Scraping
All API requests must be authenticated with an API key sent in the x-api-key
HTTP header. You can obtain an API key by signing up for an account at rocketscraper.com/signup.
POST /scrape
Extracts structured data from a webpage according to your specified schema.
Authentication
Include your API key in the x-api-key
HTTP header:
x-api-key: YOUR_API_KEY
Request Parameters
Parameter | Type | Required | Description |
---|---|---|---|
url | string | Yes | The URL of the webpage to scrape |
schema | object | Yes | The structure definition for the data to be extracted |
task_description | string | No | Additional instructions for the AI system (recommended for complex tasks such as summarization, sentiment analysis, translation, etc.) |
Schema Types
The schema defines the structure of the data you want to extract.

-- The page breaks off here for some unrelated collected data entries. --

/// Add/edit form. `target == None` creates a new record.
#[derive(Debug)]
struct EditForm {
    target: Option<RecordRef>,
    values: [String; 4],
    focus: usize,
    errors: Option<ValidationErrors>,
}

impl EditForm {
    fn new_record() -> Self {
        Self {
            target: None,
            values: [
                Local::now().format("%Y-%m-%d").to_string(),
                String::new(),
                String::new(),
                String::new(),
            ],
            focus: 1,
            errors: None,
        }
    }

    fn for_record(target: RecordRef, input: TransactionInput) -> Self {
        Self {
            target: Some(target),
            values: [input.date, input.amount, input.tag, input.description],
            focus: 0,
            errors: None,
        }
    }

    fn input(&self) -> TransactionInput {
        let [date, amount, tag, description] = self.values.clone();
        TransactionInput { date, amount, tag, description }
    }
}

/// Every overlay the table can open. Exactly one is active at a time.
#[derive(Debug)]
enum Dialog {
    Normal,
    Search(String),
    DateFilter(String),
    EditForm(EditForm),
    ConfirmDelete(RecordRef),
}

pub enum BrowseAction {
    Continue,
    Close,
    Save,
}

pub struct TableBrowser {
    engine: TableEngine,
    selected: usize,
    dialog: Dialog,
    status_message: Option<String>,
    summary: Rc<Cell<Summary>>,
}
pub mod add;
pub mod browse;
pub mod demo;
pub mod init;
pub mod list;
pub mod status;

use clap::{Parser, Subcommand};

use crate::error::{ExpensiaError, Result};
use crate::settings::{load_settings, Settings};
use crate::store::SqliteStore;

/// Load settings and open the configured database, refusing to create one
/// outside of `init`.
pub(crate) fn open_store() -> Result<(Settings, SqliteStore)> {
    let settings = load_settings();
    let db_path = settings.db_path();
    if !db_path.exists() {
        return Err(ExpensiaError::Other(format!(
            "Database not found at {}. Run `expensia init` to set up.",
            db_path.display()
        )));
    }
    let store = SqliteStore::open(&db_path)?;
    Ok((settings, store))
}

#[derive(Parser)]
#[command(name = "expensia", about = "Personal expense tracker with a live transaction table.")]
pub struct Cli {
    #[command(subcommand)]
    pub command: Option<Commands>,
}

#[derive(Subcommand)]
pub enum Commands {
    /// Set up Expensia: choose a data directory and initialize the database.
    Init {
        /// Path for Expensia data (default: ~/Documents/expensia)
        #[arg(long = "data-dir")]
        data_dir: Option<String>,
        /// Currency sign used for display: € $ or £
        #[arg(long)]
        currency: Option<String>,
        /// Name shown by `status`
        #[arg(long)]
        nickname: Option<String>,
        /// What a save does with changes the store rejects: discard or requeue
        #[arg(long = "on-failed-save")]
        on_failed_save: Option<String>,
    },
    /// Record a transaction. Negative amounts are expenses.
    Add {
        /// YYYY-MM-DD (default: today)
        #[arg(long)]
        date: Option<String>,
        #[arg(long, allow_hyphen_values = true)]
        amount: String,
        #[arg(long)]
        tag: String,
        #[arg(long)]
        description: Option<String>,
    },
    /// Print transactions matching the given filters.
    List {
        /// Case-insensitive text search; a lone - or + selects expenses or income
        #[arg(long, allow_hyphen_values = true)]
        search: Option<String>,
        /// all, income or expense
        #[arg(long, default_value = "all")]
        sign: String,
        /// Four-digit year, or * for any
        #[arg(long)]
        year: Option<String>,
        /// Month 1-12, or * for any
        #[arg(long)]
        month: Option<String>,
        /// date, amount, tag or description
        #[arg(long)]
        sort: Option<String>,
        /// Sort descending
        #[arg(long)]
        desc: bool,
    },
    /// Browse, filter and edit transactions interactively.
    Browse,
    /// Load random sample transactions to explore Expensia.
    Demo {
        /// Number of transactions to generate
        #[arg(long, default_value = "200")]
        count: usize,
    },
    /// Show current database and data-integrity statistics.
    Status,
}
use std::path::PathBuf;

use serde::{Deserialize, Serialize};

use crate::db::DB_FILENAME;
use crate::error::{ExpensiaError, Result};
use crate::table::{EngineConfig, FlushPolicy};

pub const CURRENCY_SIGNS: [&str; 3] = ["€", "$", "£"];

#[derive(Debug, Clone, Serialize, Deserialize)]
pub struct Settings {
    pub data_dir: String,
    #[serde(default)]
    pub nickname: String,
    #[serde(default = "default_currency_sign")]
    pub currency_sign: String,
    #[serde(default)]
    pub table: TableSettings,
}

#[derive(Debug, Clone, PartialEq, Serialize, Deserialize)]
#[serde(default)]
pub struct TableSettings {
    /// Terminal lines per row.
    pub row_height: u32,
    /// Extra rows bound above and below the viewport.
    pub buffer_rows: usize,
    pub flush_policy: FlushPolicy,
}

impl Default for TableSettings {
    fn default() -> Self {
        Self {
            row_height: 1,
            buffer_rows: 3,
            flush_policy: FlushPolicy::Discard,
        }
    }
}

fn default_currency_sign() -> String {
    CURRENCY_SIGNS[0].to_string()
}

impl Default for Settings {
    fn default() -> Self {
        Self {
            data_dir: default_data_dir().to_string_lossy().to_string(),
            nickname: String::new(),
            currency_sign: default_currency_sign(),
            table: TableSettings::default(),
        }
    }
}

impl Settings {
    pub fn db_path(&self) -> PathBuf {
        PathBuf::from(&self.data_dir).join(DB_FILENAME)
    }

    /// Engine parameters for a viewport `viewport_height` lines tall.
    pub fn engine_config(&self, viewport_height: u32) -> EngineConfig {
        EngineConfig {
            row_height: self.table.row_height.max(1),
            buffer_rows: self.table.buffer_rows,
            viewport_height,
            currency: self.currency_sign.clone(),
            flush_policy: self.table.flush_policy,
        }
    }
}

fn config_dir() -> PathBuf {
    if let Some(dir) = std::env::var_os("EXPENSIA_CONFIG_DIR") {
        return PathBuf::from(dir);
    }
    dirs::home_dir()
        .unwrap_or_else(|| PathBuf::from("."))
        .join(".config")
        .join("expensia")
}

fn settings_path() -> PathBuf {
    config_dir().join("settings.json")
}

fn default_data_dir() -> PathBuf {
    dirs::home_dir()
        .unwrap_or_else(|| PathBuf::from("."))
        .join("Documents")
        .join("expensia")
}

pub fn load_settings() -> Settings {
    let path = settings_path();
    if path.exists() {
        let content = std::fs::read_to_string(&path).unwrap_or_default();
        serde_json::from_str(&content).unwrap_or_default()
    } else {
        Settings::default()
    }
}

pub fn save_settings(settings: &Settings) -> Result<()> {
    if !CURRENCY_SIGNS.contains(&settings.currency_sign.as_str()) {
        return Err(ExpensiaError::Settings(format!(
            "unsupported currency sign '{}', expected one of {}",
            settings.currency_sign,
            CURRENCY_SIGNS.join(" ")
        )));
    }
    let dir = config_dir();
    std::fs::create_dir_all(&dir)?;
    let json = serde_json::to_string_pretty(settings)
        .map_err(|e| ExpensiaError::Settings(e.to_string()))?;
    std::fs::write(settings_path(), format!("{json}\n"))?;
    Ok(())
}

pub fn get_data_dir() -> PathBuf {
    PathBuf::from(&load_settings().data_dir)
}

pub fn shellexpand_path(path: &str) -> String {
    if path.starts_with('~') {
        if let Some(home) = dirs::home_dir() {
            return path.replacen('~', &home.to_string_lossy(), 1);
        }
    }
    std::fs::canonicalize(path)
        .unwrap_or_else(|_| PathBuf::from(path))
        .to_string_lossy()
        .to_string()
}
use tracing::debug;

use super::pool::{RenderedFields, RowViewPool, RowViewSlot};
use crate::models::TransactionRecord;

/// Inclusive range of visible-sequence indices, buffer rows included.
#[derive(Debug, Clone, Copy, PartialEq, Eq)]
pub struct VisibleRange {
    pub first: usize,
    pub last: usize,
}

/// Rows needed to cover `viewport_height`, counting a partially shown row.
pub fn visible_rows(viewport_height: u32, row_height: u32) -> usize {
    let row_height = row_height.max(1);
    viewport_height.div_ceil(row_height).max(1) as usize
}

/// Map a scroll position to the range of rows worth binding. `None` when
/// there is nothing to show. Never fails: offsets past the end clamp to the
/// last row.
pub fn compute_visible_range(
    scroll_offset: u32,
    row_height: u32,
    viewport_height: u32,
    total_rows: usize,
    buffer_rows: usize,
) -> Option<VisibleRange> {
    if total_rows == 0 {
        return None;
    }
    let row_height = row_height.max(1);
    let top = ((scroll_offset / row_height) as usize).min(total_rows - 1);
    let rows = visible_rows(viewport_height, row_height);
    Some(VisibleRange {
        first: top.saturating_sub(buffer_rows),
        last: (top + rows + buffer_rows - 1).min(total_rows - 1),
    })
}

#[derive(Debug, Clone, Copy, Default, PartialEq, Eq)]
pub struct RenderStats {
    /// Passes that actually rebound slots.
    pub renders: u64,
    /// Slot bindings across all passes.
    pub rebinds: u64,
    /// Bindings whose text changed.
    pub redraws: u64,
}

/// Scroll position and slot binding for a fixed-row-height list.
#[derive(Debug)]
pub struct Viewport {
    row_height: u32,
    buffer_rows: usize,
    viewport_height: u32,
    scroll_offset: u32,
    pool: RowViewPool,
    last_rendered: Option<VisibleRange>,
    stale: bool,
    refresh_pending: bool,
    stats: RenderStats,
}

impl Viewport {
    pub fn new(row_height: u32, buffer_rows: usize, viewport_height: u32) -> Self {
        let row_height = row_height.max(1);
        let capacity = visible_rows(viewport_height, row_height) + 2 * buffer_rows;
        Self {
            row_height,
            buffer_rows,
            viewport_height,
            scroll_offset: 0,
            pool: RowViewPool::with_capacity(capacity),
            last_rendered: None,
            stale: true,
            refresh_pending: false,
            stats: RenderStats::default(),
        }
    }

    pub fn row_height(&self) -> u32 {
        self.row_height
    }

    pub fn viewport_height(&self) -> u32 {
        self.viewport_height
    }

    pub fn scroll_offset(&self) -> u32 {
        self.scroll_offset
    }

    pub fn visible_rows(&self) -> usize {
        visible_rows(self.viewport_height, self.row_height)
    }

    /// Height of the scrollable content. An empty table still scrolls over
    /// one row so the surface keeps a sane extent.
    pub fn scroll_height(&self, total_rows: usize) -> u32 {
        let rows = u32::try_from(total_rows).unwrap_or(u32::MAX);
        rows.saturating_mul(self.row_height).max(self.row_height)
    }

    pub fn max_scroll(&self, total_rows: usize) -> u32 {
        self.scroll_height(total_rows).saturating_sub(self.viewport_height)
    }

    /// Move to `offset`, clamped to the scrollable extent.
    pub fn scroll_to(&mut self, offset: u32, total_rows: usize) {
        self.scroll_offset = offset.min(self.max_scroll(total_rows));
    }

    /// Scroll by whole rows; negative moves up.
    pub fn scroll_by_rows(&mut self, rows: i64, total_rows: usize) {
        let delta = rows.saturating_mul(i64::from(self.row_height));
        let target = (i64::from(self.scroll_offset) + delta).clamp(0, i64::from(u32::MAX));
        self.scroll_to(target as u32, total_rows);
    }

    /// Record a new viewport height. The pool grows now; the re-render waits
    /// for `take_refresh` so a burst of resizes costs one pass.
    pub fn resize(&mut self, viewport_height: u32) {
        if viewport_height == self.viewport_height {
            return;
        }
        self.viewport_height = viewport_height;
        self.pool
            .resize(visible_rows(viewport_height, self.row_height) + 2 * self.buffer_rows);
        self.refresh_pending = true;
    }

    /// Consume a pending deferred refresh. Returns whether one was pending.
    pub fn take_refresh(&mut self) -> bool {
        let pending = self.refresh_pending;
        if pending {
            self.refresh_pending = false;
            self.stale = true;
        }
        pending
    }

    /// Force the next `render` to rebind even if the range is unchanged.
    pub fn invalidate(&mut self) {
        self.stale = true;
    }

    pub fn current_range(&self, total_rows: usize) -> Option<VisibleRange> {
        compute_visible_range(
            self.scroll_offset,
            self.row_height,
            self.viewport_height,
            total_rows,
            self.buffer_rows,
        )
    }

    /// Bind slots to the rows of `visible` in the current range. Skips all
    /// work when the range matches the last pass and nothing invalidated it.
    /// Returns whether slots were rebound.
    pub fn render(&mut self, records: &[TransactionRecord], visible: &[usize], currency: &str) -> bool {
        self.scroll_to(self.scroll_offset, visible.len());
        let range = self.current_range(visible.len());
        if !self.stale && range == self.last_rendered {
            return false;
        }

        self.pool.unbind_all();
        if let Some(range) = range {
            let end = range.last.min(range.first + self.pool.capacity().saturating_sub(1));
            for (slot, index) in (range.first..=end).enumerate() {
                let record = &records[visible[index]];
                let y = u32::try_from(index)
                    .unwrap_or(u32::MAX)
                    .saturating_mul(self.row_height);
                if self.pool.bind(slot, index, y, RenderedFields::of(record, currency)) {
                    self.stats.redraws += 1;
                }
                self.stats.rebinds += 1;
            }
        }

        self.stats.renders += 1;
        self.last_rendered = range;
        self.stale = false;
        debug!(?range, bound = self.pool.bound_count(), "rendered viewport");
        true
    }

    /// Bound slots ordered by their row index.
    pub fn bound_slots(&self) -> Vec<&RowViewSlot> {
        let mut bound: Vec<&RowViewSlot> = self.pool.bound_slots().collect();
        bound.sort_by_key(|s| s.bound_index());
        bound
    }

    pub fn stats(&self) -> RenderStats {
        self.stats
    }
}

#[cfg(test)]
mod tests {
    use super::*;

    fn records(n: usize) -> Vec<TransactionRecord> {
        (0..n)
            .map(|i| TransactionRecord {
                id: Some(i as i64 + 1),
                date: "2024-01-01".to_string(),
                amount: Some(i as f64),
                tag: format!("t{i}"),
                description: String::new(),
            })
            .collect()
    }

    #[test]
    fn test_range_at_top() {
        let r = compute_visible_range(0, 40, 400, 1000, 3).unwrap();
        assert_eq!(r, VisibleRange { first: 0, last: 12 });
    }

    #[test]
    fn test_range_mid_list_has_buffer_both_sides() {
        let r = compute_visible_range(4000, 40, 400, 1000, 3).unwrap();
        assert_eq!(r, VisibleRange { first: 97, last: 112 });
        assert_eq!(r.last - r.first + 1, 10 + 2 * 3);
    }

    #[test]
    fn test_range_clamps_past_end() {
        let r = compute_visible_range(1_000_000, 40, 400, 50, 3).unwrap();
        assert_eq!(r.last, 49);
        assert!(r.first <= r.last);
    }

    #[test]
    fn test_range_of_empty_sequence() {
        assert_eq!(compute_visible_range(0, 40, 400, 0, 3), None);
    }

    #[test]
    fn test_partial_row_counts_as_visible() {
        assert_eq!(visible_rows(401, 40), 11);
        assert_eq!(visible_rows(0, 40), 1);
        assert_eq!(visible_rows(10, 0), 10);
    }

    #[test]
    fn test_pool_stays_bounded_while_scrolling() {
        let recs = records(500);
        let visible: Vec<usize> = (0..recs.len()).collect();
        let mut vp = Viewport::new(1, 3, 20);
        let bound = vp.visible_rows() + 2 * 3;
        for offset in (0..600).step_by(7) {
            vp.scroll_to(offset, visible.len());
            vp.render(&recs, &visible, "$");
            assert!(vp.bound_slots().len() <= bound);
            assert_eq!(vp.pool.capacity(), bound);
        }
    }

    #[test]
    fn test_render_is_noop_for_unchanged_range() {
        let recs = records(100);
        let visible: Vec<usize> = (0..recs.len()).collect();
        let mut vp = Viewport::new(1, 3, 10);
        assert!(vp.render(&recs, &visible, "$"));
        let before = vp.stats();
        assert!(!vp.render(&recs, &visible, "$"));
        assert_eq!(vp.stats(), before);

        vp.invalidate();
        assert!(vp.render(&recs, &visible, "$"));
        assert_eq!(vp.stats().renders, before.renders + 1);
        // Same rows, same text: nothing redrawn.
        assert_eq!(vp.stats().redraws, before.redraws);
    }

    #[test]
    fn test_slots_are_positioned_by_index() {
        let recs = records(100);
        let visible: Vec<usize> = (0..recs.len()).collect();
        let mut vp = Viewport::new(2, 1, 10);
        vp.scroll_to(40, visible.len());
        vp.render(&recs, &visible, "$");
        let bound = vp.bound_slots();
        assert_eq!(bound[0].bound_index(), Some(19));
        assert_eq!(bound[0].y(), 38);
        assert_eq!(bound[0].fields().tag, "t19");
    }

    #[test]
    fn test_resize_defers_render() {
        let recs = records(100);
        let visible: Vec<usize> = (0..recs.len()).collect();
        let mut vp = Viewport::new(1, 3, 10);
        vp.render(&recs, &visible, "$");
        let renders = vp.stats().renders;

        vp.resize(30);
        vp.resize(25);
        vp.resize(40);
        assert_eq!(vp.stats().renders, renders);
        assert!(vp.refresh_pending);

        assert!(vp.take_refresh());
        assert!(!vp.take_refresh());
        vp.render(&recs, &visible, "$");
        assert_eq!(vp.stats().renders, renders + 1);
        assert_eq!(vp.bound_slots().len(), 40 + 3);
    }

    #[test]
    fn test_empty_sequence_unbinds_and_keeps_min_height() {
        let recs = records(10);
        let visible: Vec<usize> = (0..recs.len()).collect();
        let mut vp = Viewport::new(1, 3, 5);
        vp.render(&recs, &visible, "$");
        assert!(!vp.bound_slots().is_empty());

        vp.invalidate();
        vp.render(&recs, &[], "$");
        assert!(vp.bound_slots().is_empty());
        assert_eq!(vp.scroll_height(0), 1);
        assert_eq!(vp.max_scroll(0), 0);
    }

    #[test]
    fn test_scroll_offset_is_clamped() {
        let mut vp = Viewport::new(1, 3, 10);
        vp.scroll_to(500, 25);
        assert_eq!(vp.scroll_offset(), 15);
        vp.scroll_by_rows(-100, 25);
        assert_eq!(vp.scroll_offset(), 0);
        vp.scroll_by_rows(3, 25);
        assert_eq!(vp.scroll_offset(), 3);
    }
}
#![deny(missing_docs)]
#![doc = env!("CARGO_PKG_DESCRIPTION")]

/// pure coordinate remapping utilities.
pub mod coords;

/// error types for the grid module.
pub mod error;

/// dense 2D sample grid representation.
pub mod grid;

pub use crate::error::GridError;
pub use crate::grid::{Grid, GridSize, GridView};
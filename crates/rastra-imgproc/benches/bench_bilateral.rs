use criterion::{black_box, criterion_group, criterion_main, BenchmarkId, Criterion};

use rastra_grid::Grid;
use rastra_imgproc::filter::{bilateral, bilateral_limited};

fn bench_bilateral(c: &mut Criterion) {
    let mut group = c.benchmark_group("Bilateral");

    for (width, height) in [(256, 224), (512, 448)].iter() {
        for radius in [1usize, 2, 4].iter() {
            let window = 2 * radius + 1;
            group.throughput(criterion::Throughput::Elements(
                (*width * *height * window * window) as u64,
            ));

            let parameter_string = format!("{}x{}x{}", width, height, radius);

            let grid_data = (0..width * height)
                .map(|i| (i % 251) as f32)
                .collect::<Vec<_>>();
            let grid_size = [*width, *height].into();

            let src = Grid::new(grid_size, grid_data).unwrap();
            let dst = Grid::from_size_val(grid_size, 0.0f32).unwrap();

            group.bench_with_input(
                BenchmarkId::new("bilateral_f32", &parameter_string),
                &(&src, &dst),
                |b, i| {
                    let (src, mut dst) = (i.0, i.1.clone());
                    b.iter(|| black_box(bilateral(src, &mut dst, 1.5f32, 8.0, *radius)))
                },
            );

            group.bench_with_input(
                BenchmarkId::new("bilateral_limited_f32", &parameter_string),
                &(&src, &dst),
                |b, i| {
                    let (src, mut dst) = (i.0, i.1.clone());
                    b.iter(|| {
                        black_box(bilateral_limited(
                            src, &mut dst, 1.5f32, 8.0, 16.0, *radius,
                        ))
                    })
                },
            );
        }
    }
    group.finish();
}

criterion_group!(benches, bench_bilateral);
criterion_main!(benches);
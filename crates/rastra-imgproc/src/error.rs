use rastra_grid::GridError;

use crate::launch::DispatchStatus;

/// An error type for grid processing operations.
#[derive(thiserror::Error, Debug)]
pub enum ImgprocError {
    /// A grid precondition failed before any work was dispatched.
    #[error(transparent)]
    Grid(#[from] GridError),

    /// The dispatched computation faulted. The output grid contents are
    /// unspecified after this error.
    #[error("Kernel execution failed ({0}): {1}")]
    Execution(DispatchStatus, String),
}

impl ImgprocError {
    /// Translate a dispatch fault status into a typed execution error.
    pub fn execution(status: DispatchStatus, message: &str) -> Self {
        Self::Execution(status, message.to_string())
    }
}

#[cfg(test)]
mod tests {
    use super::*;

    #[test]
    fn test_execution_error_carries_status() {
        let err = ImgprocError::execution(
            DispatchStatus::InvalidBlockDim(0, 16),
            "error launching the kernel",
        );
        let msg = err.to_string();
        assert!(msg.contains("error launching the kernel"));
        assert!(msg.contains("0x16"));
    }

    #[test]
    fn test_grid_error_converts() {
        let err: ImgprocError = GridError::InvalidGridSize(3, 3, 4, 4).into();
        assert!(matches!(
            err,
            ImgprocError::Grid(GridError::InvalidGridSize(3, 3, 4, 4))
        ));
    }
}
//! Filter operations
//!
//! This module provides edge-preserving filter operations for sample grids.

/// Bilateral filter operations
mod bilateral;
pub use bilateral::*;
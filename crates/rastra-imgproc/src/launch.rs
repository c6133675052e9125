use rayon::prelude::*;

use rastra_grid::GridSize;

/// Default worker block extent, in workers per axis.
pub const DEFAULT_BLOCK: (usize, usize) = (16, 16);

/// Fault status reported by a kernel dispatch.
#[derive(thiserror::Error, Debug, Clone, PartialEq, Eq)]
pub enum DispatchStatus {
    /// The launch geometry was rejected before any worker ran.
    #[error("invalid block dimensions {0}x{1}")]
    InvalidBlockDim(usize, usize),

    /// A worker faulted while the grid was executing.
    #[error("worker fault: {0}")]
    WorkerFault(String),
}

/// Worker-grid geometry for one kernel dispatch.
///
/// `block` is the fixed extent of one worker block and `grid` the number of
/// blocks along each axis. A geometry built with [`LaunchDims::cover`]
/// spans every element of the target grid; blocks past the right and
/// bottom edges are overprovisioned and those workers are skipped at
/// dispatch time.
#[derive(Clone, Copy, Debug, PartialEq, Eq)]
pub struct LaunchDims {
    /// Workers per block, as (x, y).
    pub block: (usize, usize),
    /// Blocks in the worker grid, as (x, y).
    pub grid: (usize, usize),
}

impl LaunchDims {
    /// Compute a geometry covering every element of a grid of `size`.
    pub fn cover(size: GridSize) -> Self {
        Self {
            block: DEFAULT_BLOCK,
            grid: (
                size.width.div_ceil(DEFAULT_BLOCK.0),
                size.height.div_ceil(DEFAULT_BLOCK.1),
            ),
        }
    }

    /// Whether this geometry spans every element of a grid of `size`.
    pub fn covers(&self, size: GridSize) -> bool {
        self.block.0 * self.grid.0 >= size.width && self.block.1 * self.grid.1 >= size.height
    }
}

/// Shared handle to the output cells of one dispatch.
///
/// Workers write through a raw pointer without synchronization. This is
/// sound only because the block grid partitions the output coordinates:
/// each in-bounds cell is written by exactly one worker.
struct OutputCells<T> {
    ptr: *mut T,
    len: usize,
}

unsafe impl<T: Send> Sync for OutputCells<T> {}

impl<T> OutputCells<T> {
    /// # Safety
    ///
    /// `idx` must be in range and no other worker may write the same index.
    unsafe fn write(&self, idx: usize, value: T) {
        debug_assert!(idx < self.len);
        unsafe { self.ptr.add(idx).write(value) };
    }
}

/// Execute `kernel` once per worker coordinate of the block grid, writing
/// each in-bounds result into `dst`.
///
/// `dst` is interpreted as a row-major grid with `cols` elements per row.
/// Workers whose coordinate falls outside that extent perform no work and
/// write nothing. Blocks run concurrently on the rayon thread pool; the
/// call blocks until the entire worker grid has finished.
///
/// # Errors
///
/// A geometry with a zero block extent is rejected before any worker runs.
/// If a worker faults mid-execution, the fault is reported after the
/// blocking wait and the contents of `dst` are unspecified.
pub fn dispatch<T, F>(
    dims: &LaunchDims,
    dst: &mut [T],
    cols: usize,
    kernel: F,
) -> Result<(), DispatchStatus>
where
    T: Copy + Send,
    F: Fn(usize, usize) -> T + Sync,
{
    if dims.block.0 == 0 || dims.block.1 == 0 {
        return Err(DispatchStatus::InvalidBlockDim(dims.block.0, dims.block.1));
    }

    let rows = if cols == 0 { 0 } else { dst.len() / cols };
    let blocks = dims.grid.0 * dims.grid.1;
    let cells = OutputCells {
        ptr: dst.as_mut_ptr(),
        len: dst.len(),
    };

    let run = std::panic::catch_unwind(std::panic::AssertUnwindSafe(|| {
        (0..blocks).into_par_iter().for_each(|b| {
            let (bx, by) = (b % dims.grid.0, b / dims.grid.0);
            for ty in 0..dims.block.1 {
                for tx in 0..dims.block.0 {
                    let (x, y) = (bx * dims.block.0 + tx, by * dims.block.1 + ty);
                    if x < cols && y < rows {
                        let value = kernel(x, y);
                        // SAFETY: (x, y) is in bounds and belongs to exactly
                        // one block, so no other worker writes this index.
                        unsafe { cells.write(y * cols + x, value) };
                    }
                }
            }
        });
    }));

    run.map_err(|payload| DispatchStatus::WorkerFault(panic_message(payload.as_ref())))
}

fn panic_message(payload: &(dyn std::any::Any + Send)) -> String {
    if let Some(msg) = payload.downcast_ref::<&str>() {
        (*msg).to_string()
    } else if let Some(msg) = payload.downcast_ref::<String>() {
        msg.clone()
    } else {
        "unknown worker fault".to_string()
    }
}

#[cfg(test)]
mod tests {
    use super::*;
    use std::sync::atomic::{AtomicUsize, Ordering};

    #[test]
    fn test_cover_exact_multiple() {
        let dims = LaunchDims::cover(GridSize {
            width: 32,
            height: 16,
        });
        assert_eq!(dims.block, (16, 16));
        assert_eq!(dims.grid, (2, 1));
        assert!(dims.covers(GridSize {
            width: 32,
            height: 16
        }));
    }

    #[test]
    fn test_cover_overprovisions() {
        let size = GridSize {
            width: 33,
            height: 17,
        };
        let dims = LaunchDims::cover(size);
        assert_eq!(dims.grid, (3, 2));
        assert!(dims.covers(size));
    }

    #[test]
    fn test_cover_empty() {
        let dims = LaunchDims::cover(GridSize {
            width: 0,
            height: 0,
        });
        assert_eq!(dims.grid, (0, 0));
    }

    #[test]
    fn test_dispatch_writes_every_cell_once() -> Result<(), DispatchStatus> {
        let size = GridSize {
            width: 21,
            height: 7,
        };
        let dims = LaunchDims::cover(size);

        let counts: Vec<AtomicUsize> = (0..size.width * size.height)
            .map(|_| AtomicUsize::new(0))
            .collect();
        let mut dst = vec![0usize; size.width * size.height];

        dispatch(&dims, &mut dst, size.width, |x, y| {
            counts[y * size.width + x].fetch_add(1, Ordering::Relaxed);
            y * size.width + x
        })?;

        for (i, count) in counts.iter().enumerate() {
            assert_eq!(count.load(Ordering::Relaxed), 1, "cell {} write count", i);
            assert_eq!(dst[i], i);
        }

        Ok(())
    }

    #[test]
    fn test_dispatch_empty_grid() -> Result<(), DispatchStatus> {
        let dims = LaunchDims::cover(GridSize {
            width: 0,
            height: 0,
        });
        let mut dst: Vec<f32> = Vec::new();
        dispatch(&dims, &mut dst, 0, |_, _| 1.0)?;
        assert!(dst.is_empty());
        Ok(())
    }

    #[test]
    fn test_dispatch_rejects_zero_block() {
        let dims = LaunchDims {
            block: (0, 16),
            grid: (1, 1),
        };
        let mut dst = vec![0.0f32; 4];
        let res = dispatch(&dims, &mut dst, 2, |_, _| 1.0);
        assert_eq!(res, Err(DispatchStatus::InvalidBlockDim(0, 16)));
    }

    #[test]
    fn test_dispatch_reports_worker_fault() {
        let size = GridSize {
            width: 8,
            height: 8,
        };
        let dims = LaunchDims::cover(size);
        let mut dst = vec![0.0f32; size.width * size.height];

        let res = dispatch(&dims, &mut dst, size.width, |x, y| {
            if (x, y) == (3, 5) {
                panic!("bad cell");
            }
            0.0
        });

        match res {
            Err(DispatchStatus::WorkerFault(msg)) => assert!(msg.contains("bad cell")),
            other => panic!("expected worker fault, got {:?}", other),
        }
    }
}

Supported data types include:
Type | Description |
---|---|
boolean | Represents a true or false value |
integer | Represents an integer value |
number | Represents any numeric value, including integers and floating-point numbers |
string | Represents a sequence of characters |
array | Represents an ordered list of items |
object | Represents a JSON object, which is a collection of key-value pairs |
Schema Best Practices
When defining your schema, use descriptive field names that clearly communicate your extraction requirements to the AI. The more specific and descriptive your field names are, the better the AI can understand and fulfill your requirements.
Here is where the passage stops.